Thursday, December 13, 2007

Notes on the Mitchell Report

I'm just starting to wade into this beast. But here's a few passages that jumped out at me:

-Though Kirk Radomski, the former New York Mets clubhouse attendant (Let's Go Mets!!) who provided a great deal of the information in the report, was a distributor of steroids and other performance enhancing substances, the report says that he "did not, however, observe or participate in the use of performance enhancing substances by any player named in this report, with one exception..." pg. 146 which essentially means that despite whatever evidence he has about selling drugs to players he has almost no evidence of their use. So we can expect plenty of players falling back on that as a defense.

-One guy who will have trouble with that is Roger Clemens. A guy named Brian McNamee told Mitchell that he, "inject[ed] him with Winstrol, which Clemens supplied. McNamee knew the substance was Winstrol because the vials Clemens gave him were so labeled. McNamee injected Clemens approximately four times in the buttocks over a several-week period with needles that Clemens provided. Each incident took place in Clemens’s apartment at the SkyDome." pg. 169 A little further the report says "According to McNamee, from the time that McNamee injected Clemens with Winstrol through the end of the 1998 season, Clemens’s performance showed remarkable improvement. During this period of improved performance, Clemens told McNamee that the steroids “had a pretty good effect” on him. McNamee said that Clemens also was training harder and dieting better during this time." pg. 170 McNamee has a similar story about working with Andy Pettitte.

-"For human growth hormone, Radomski approached patients as they were leaving pharmacies and offered to purchase a portion of their just-filled prescriptions... As word spread that bodybuilders were interested in human growth hormone, individuals who had just filled their prescriptions for the substance went to gyms looking to sell the excess portions of their prescriptions." pg. 144

-As Radomski was a Mets employee you'd expect quite a few of the Amazin's.

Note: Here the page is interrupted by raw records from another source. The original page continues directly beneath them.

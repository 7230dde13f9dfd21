//! Configuration service: effective-value snapshot, preset CRUD, and
//! change notification.
//!
//! The service owns a [`ParameterStore`] plus the persisted preset table
//! and keeps an in-memory "current configuration" snapshot that entity
//! constructors read. Every successful write recomputes the snapshot for
//! all kinds, not just the changed one; the table is small and wholesale
//! recomputation keeps the logic obviously correct.
//!
//! Notification is synchronous and runs in registration order. Calling
//! back into the service from inside a subscriber is not supported:
//! subscribers must only record the event and refresh their own views
//! after dispatch returns.

use std::collections::BTreeMap;
use std::path::Path;

use tracing::info;

use crate::config::params::ComponentKind;
use crate::config::persist::{JsonStore, OverrideRecord, Preset, StoreFile};
use crate::config::store::{OverrideRow, ParameterStore, now_epoch_secs};
use crate::error::{ConfigError, ConfigResult};

/// Configuration change notification delivered to subscribers.
#[derive(Debug, Clone, Copy, PartialEq, Eq)]
pub enum ConfigEvent {
    /// A parameter override was written or reset.
    ConfigChanged,
    /// A preset was saved.
    PresetSaved,
    /// A preset was deleted.
    PresetDeleted,
}

impl ConfigEvent {
    /// Stable tag for UI display and persisted logs.
    pub fn as_str(self) -> &'static str {
        match self {
            ConfigEvent::ConfigChanged => "config_changed",
            ConfigEvent::PresetSaved => "instance_saved",
            ConfigEvent::PresetDeleted => "instance_deleted",
        }
    }
}

/// Token returned by [`ConfigurationService::subscribe`].
pub type SubscriberId = u64;

type Subscriber = Box<dyn FnMut(ConfigEvent)>;

/// Resolves effective parameters, validates writes, and persists presets.
pub struct ConfigurationService {
    params: ParameterStore,
    presets: Vec<Preset>,
    next_preset_id: u64,
    current: BTreeMap<ComponentKind, BTreeMap<String, f64>>,
    backend: JsonStore,
    subscribers: Vec<(SubscriberId, Subscriber)>,
    next_subscriber: SubscriberId,
}

impl ConfigurationService {
    /// Opens the service over the JSON store at `path`, seeding defaults
    /// and loading any persisted overrides and presets.
    ///
    /// # Errors
    ///
    /// Returns `Persistence` when an existing store file cannot be read or
    /// parsed.
    pub fn open(path: impl AsRef<Path>) -> ConfigResult<Self> {
        let backend = JsonStore::new(path.as_ref());
        let file = backend.load()?;

        let mut params = ParameterStore::new();
        for record in file.overrides {
            params.insert_loaded(
                record.kind,
                record.name,
                OverrideRow {
                    value: record.value,
                    last_modified: record.last_modified,
                },
            );
        }

        let highest_id = file.presets.iter().map(|p| p.id).max().unwrap_or(0);
        let next_preset_id = file.next_preset_id.max(highest_id + 1);

        let mut service = Self {
            params,
            presets: file.presets,
            next_preset_id,
            current: BTreeMap::new(),
            backend,
            subscribers: Vec::new(),
            next_subscriber: 1,
        };
        service.recompute_current();
        Ok(service)
    }

    /// Returns the current effective name→value map for `kind`.
    pub fn effective(&self, kind: ComponentKind) -> &BTreeMap<String, f64> {
        // Every kind is seeded, so the snapshot always has an entry.
        static EMPTY: BTreeMap<String, f64> = BTreeMap::new();
        self.current.get(&kind).unwrap_or(&EMPTY)
    }

    /// Returns one effective value.
    ///
    /// # Errors
    ///
    /// Returns `UnknownParameter` when `(kind, name)` has no definition.
    pub fn effective_value(&self, kind: ComponentKind, name: &str) -> ConfigResult<f64> {
        self.params.effective(kind, name)
    }

    /// Validates and persists a parameter override.
    ///
    /// On success the whole snapshot is recomputed and subscribers receive
    /// `ConfigChanged`. On any failure the store and snapshot are left
    /// exactly as before.
    ///
    /// # Errors
    ///
    /// `UnknownParameter`, `OutOfRange`, or `Persistence`.
    pub fn save(&mut self, kind: ComponentKind, name: &str, value: f64) -> ConfigResult<String> {
        let prior = self.params.set_override(kind, name, value)?;
        if let Err(err) = self.persist() {
            self.params.restore_override(kind, name, prior);
            return Err(err);
        }
        self.recompute_current();
        info!(%kind, name, value, "parameter override saved");
        self.notify(ConfigEvent::ConfigChanged);
        Ok("Configuration saved successfully".to_string())
    }

    /// Resets one parameter, or all parameters of `kind` when `name` is
    /// `None`, back to the seeded defaults.
    ///
    /// # Errors
    ///
    /// `Persistence` when the store file cannot be written; the overrides
    /// are restored in that case.
    pub fn reset(&mut self, kind: ComponentKind, name: Option<&str>) -> ConfigResult<String> {
        let removed = self.params.reset_override(kind, name);
        if let Err(err) = self.persist() {
            self.params.restore_overrides(kind, removed);
            return Err(err);
        }
        self.recompute_current();
        info!(%kind, ?name, "overrides reset to defaults");
        self.notify(ConfigEvent::ConfigChanged);
        Ok("Configuration reset to defaults".to_string())
    }

    /// Snapshots the current effective parameters of `kind` as a named
    /// preset.
    ///
    /// The snapshot is a value copy, immune to later override changes.
    ///
    /// # Errors
    ///
    /// `NameRequired` for an empty name, `DuplicateName` when the name is
    /// taken (the original preset is untouched), or `Persistence`.
    pub fn save_preset(
        &mut self,
        name: &str,
        kind: ComponentKind,
        description: &str,
    ) -> ConfigResult<String> {
        let name = name.trim();
        if name.is_empty() {
            return Err(ConfigError::NameRequired);
        }
        if self.presets.iter().any(|p| p.name == name) {
            return Err(ConfigError::DuplicateName(name.to_string()));
        }

        let preset = Preset {
            id: self.next_preset_id,
            name: name.to_string(),
            description: description.to_string(),
            kind,
            parameters: self.effective(kind).clone(),
            created_at: now_epoch_secs(),
        };
        self.presets.push(preset);
        self.next_preset_id += 1;

        if let Err(err) = self.persist() {
            self.presets.pop();
            self.next_preset_id -= 1;
            return Err(err);
        }
        info!(%kind, name, "preset saved");
        self.notify(ConfigEvent::PresetSaved);
        Ok(format!("Saved instance '{name}' successfully"))
    }

    /// Lists presets, optionally filtered by component kind.
    pub fn presets(&self, kind: Option<ComponentKind>) -> Vec<&Preset> {
        self.presets
            .iter()
            .filter(|p| kind.is_none_or(|k| p.kind == k))
            .collect()
    }

    /// Returns a copy of the parameter snapshot stored under `id`.
    ///
    /// # Errors
    ///
    /// `PresetNotFound` when no preset has this id.
    pub fn load_preset(&self, id: u64) -> ConfigResult<BTreeMap<String, f64>> {
        self.presets
            .iter()
            .find(|p| p.id == id)
            .map(|p| p.parameters.clone())
            .ok_or(ConfigError::PresetNotFound(id))
    }

    /// Deletes the preset with `id`.
    ///
    /// # Errors
    ///
    /// `PresetNotFound` is reported but leaves no state change;
    /// `Persistence` restores the preset.
    pub fn delete_preset(&mut self, id: u64) -> ConfigResult<String> {
        let index = self
            .presets
            .iter()
            .position(|p| p.id == id)
            .ok_or(ConfigError::PresetNotFound(id))?;
        let preset = self.presets.remove(index);

        if let Err(err) = self.persist() {
            self.presets.insert(index, preset);
            return Err(err);
        }
        info!(id, "preset deleted");
        self.notify(ConfigEvent::PresetDeleted);
        Ok("Instance deleted successfully".to_string())
    }

    /// Registers a subscriber and returns its unsubscribe token.
    ///
    /// Subscribers run synchronously, in registration order. They must not
    /// call back into the service (see module docs).
    pub fn subscribe(&mut self, subscriber: impl FnMut(ConfigEvent) + 'static) -> SubscriberId {
        let id = self.next_subscriber;
        self.next_subscriber += 1;
        self.subscribers.push((id, Box::new(subscriber)));
        id
    }

    /// Removes a subscriber. Returns `false` when the token was already
    /// unregistered.
    pub fn unsubscribe(&mut self, id: SubscriberId) -> bool {
        let before = self.subscribers.len();
        self.subscribers.retain(|(sid, _)| *sid != id);
        self.subscribers.len() != before
    }

    fn notify(&mut self, event: ConfigEvent) {
        for (_, subscriber) in &mut self.subscribers {
            subscriber(event);
        }
    }

    fn recompute_current(&mut self) {
        self.current = ComponentKind::ALL
            .into_iter()
            .map(|kind| (kind, self.params.effective_map(kind)))
            .collect();
    }

    fn persist(&self) -> ConfigResult<()> {
        let file = StoreFile {
            overrides: self
                .params
                .overrides()
                .map(|(kind, name, row)| OverrideRecord {
                    kind,
                    name: name.to_string(),
                    value: row.value,
                    last_modified: row.last_modified,
                })
                .collect(),
            presets: self.presets.clone(),
            next_preset_id: self.next_preset_id,
        };
        self.backend.save(&file)
    }
}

And they're in there, including Lenny Dykstra, David Segui, Todd Hundley, Matt Franco (who claimed he did not know Radomski or ever purchased steroids from him in an interview with Mitchell), Todd Pratt, Mo Vaughn, Mike Stanton, and current or recently current Mets Scott Schoeneweis and Paul Lo Duca.

-Regarding Hundley, one of my favorites as a kid, the report states: "Radomski has known Hundley since 1988, when Radomski worked for the Mets and Hundley played in the Mets’ minor league system.380 Radomski stated that, beginning in 1996, he sold Deca-Durabolin and testosterone to Hundley on three or four occasions. At the beginning of that year, Radomski told Hundley that if he used steroids, he would hit 40 home runs. Hundley hit 41 home runs in 1996, having never hit more than 16 in any prior year. After the season, Radomski said, Hundley took him out to dinner." pg. 163. This shocks me; I've read several books on steroids, including Game of Shadows, and I've always assumed that the main reason to take steroids is to build muscles and to maintain your health and recovery time over the course of a long season. Guys like Bonds and others would always say that steroids can't help you hit a baseball, let alone a home run. But what to make of a season like Hundley's in 1996, the year in which Hundley broke the single season record for home runs by a catcher and also the single season team record for the Mets? If he was indeed on steroids, then they did certainly help maintain his fitness over a long season — he played 153 games, the most Hundley would play in any season, and a lot for any catcher, given the particular wear the position takes on the human body — but they surely must have given him some sort of additional edge. For those who also believe steroid use can also contribute to the risk of debilitating injury will find circumstantial evidence in Hundley's case as well; just two seasons after his breakthrough, Hundley became a regular visitor to the disabled list with elbow problems.

-I wouldn't say I was pleasantly surprised to see the name "John Rocker" on this list. But I also wouldn't say I was disappointed about it either.